◆ Exercise instructions
Exactly as written, copy the lines that run from the start of the data below to the line containing "use serde_json::Value;", both ends included.

◆ Material to process
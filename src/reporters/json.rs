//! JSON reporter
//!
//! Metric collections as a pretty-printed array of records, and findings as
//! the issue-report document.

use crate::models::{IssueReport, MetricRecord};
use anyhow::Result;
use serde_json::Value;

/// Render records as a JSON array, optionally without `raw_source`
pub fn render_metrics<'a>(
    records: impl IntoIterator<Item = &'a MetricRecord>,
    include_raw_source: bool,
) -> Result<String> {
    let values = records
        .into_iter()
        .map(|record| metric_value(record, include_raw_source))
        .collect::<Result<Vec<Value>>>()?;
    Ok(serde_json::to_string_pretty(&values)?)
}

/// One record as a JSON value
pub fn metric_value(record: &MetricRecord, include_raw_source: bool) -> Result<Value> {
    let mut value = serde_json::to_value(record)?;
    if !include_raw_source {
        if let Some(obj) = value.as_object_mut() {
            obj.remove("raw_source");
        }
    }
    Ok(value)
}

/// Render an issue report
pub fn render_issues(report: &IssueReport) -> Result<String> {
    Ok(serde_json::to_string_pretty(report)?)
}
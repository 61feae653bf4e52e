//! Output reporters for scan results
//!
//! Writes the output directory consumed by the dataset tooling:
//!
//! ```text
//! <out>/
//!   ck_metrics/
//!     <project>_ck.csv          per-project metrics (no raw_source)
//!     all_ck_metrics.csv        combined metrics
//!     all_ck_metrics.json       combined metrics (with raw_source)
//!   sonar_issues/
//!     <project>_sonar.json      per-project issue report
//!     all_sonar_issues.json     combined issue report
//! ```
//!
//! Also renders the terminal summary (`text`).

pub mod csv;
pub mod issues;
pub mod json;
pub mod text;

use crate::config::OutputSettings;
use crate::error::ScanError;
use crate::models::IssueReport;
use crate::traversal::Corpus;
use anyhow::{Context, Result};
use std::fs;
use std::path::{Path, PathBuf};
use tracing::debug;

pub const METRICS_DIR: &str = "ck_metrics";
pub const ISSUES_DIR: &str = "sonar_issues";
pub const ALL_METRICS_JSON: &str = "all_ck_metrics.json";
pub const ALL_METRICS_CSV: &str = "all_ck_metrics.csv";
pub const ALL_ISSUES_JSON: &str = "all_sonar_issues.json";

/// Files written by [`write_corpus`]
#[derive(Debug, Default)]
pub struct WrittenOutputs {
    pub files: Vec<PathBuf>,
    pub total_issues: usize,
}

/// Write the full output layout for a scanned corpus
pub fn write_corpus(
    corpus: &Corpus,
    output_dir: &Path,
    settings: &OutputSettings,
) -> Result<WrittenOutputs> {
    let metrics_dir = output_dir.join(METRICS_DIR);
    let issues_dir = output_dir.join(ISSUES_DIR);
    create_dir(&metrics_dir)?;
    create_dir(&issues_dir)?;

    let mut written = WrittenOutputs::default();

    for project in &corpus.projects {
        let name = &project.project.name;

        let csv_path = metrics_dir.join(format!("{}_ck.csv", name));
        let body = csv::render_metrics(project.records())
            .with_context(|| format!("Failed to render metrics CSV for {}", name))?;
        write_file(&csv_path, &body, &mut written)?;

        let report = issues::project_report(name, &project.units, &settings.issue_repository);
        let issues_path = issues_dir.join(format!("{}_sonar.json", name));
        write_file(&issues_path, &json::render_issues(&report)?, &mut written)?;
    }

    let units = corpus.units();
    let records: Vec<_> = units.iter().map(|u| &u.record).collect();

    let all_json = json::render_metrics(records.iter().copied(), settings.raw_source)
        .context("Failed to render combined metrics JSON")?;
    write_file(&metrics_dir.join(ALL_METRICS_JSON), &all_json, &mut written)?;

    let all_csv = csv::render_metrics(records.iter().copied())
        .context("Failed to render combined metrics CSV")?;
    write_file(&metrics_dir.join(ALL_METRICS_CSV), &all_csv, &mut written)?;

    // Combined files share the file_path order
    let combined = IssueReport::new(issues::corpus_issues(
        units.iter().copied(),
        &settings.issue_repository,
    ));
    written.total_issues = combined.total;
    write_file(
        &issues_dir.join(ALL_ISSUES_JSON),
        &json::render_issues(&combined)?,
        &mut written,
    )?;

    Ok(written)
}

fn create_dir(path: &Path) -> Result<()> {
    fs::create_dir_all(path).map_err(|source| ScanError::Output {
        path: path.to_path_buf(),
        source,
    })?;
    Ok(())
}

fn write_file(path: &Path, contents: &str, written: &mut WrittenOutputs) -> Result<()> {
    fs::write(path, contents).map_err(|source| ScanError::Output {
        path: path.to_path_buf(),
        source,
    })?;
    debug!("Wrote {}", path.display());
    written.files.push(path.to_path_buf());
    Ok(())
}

◆ Task answer
filename src/reporters/json.rs
//! JSON reporter
//!
//! Metric collections as a pretty-printed array of records, and findings as
//! the issue-report document.

use crate::models::{IssueReport, MetricRecord};
use anyhow::Result;
use serde_json::Value;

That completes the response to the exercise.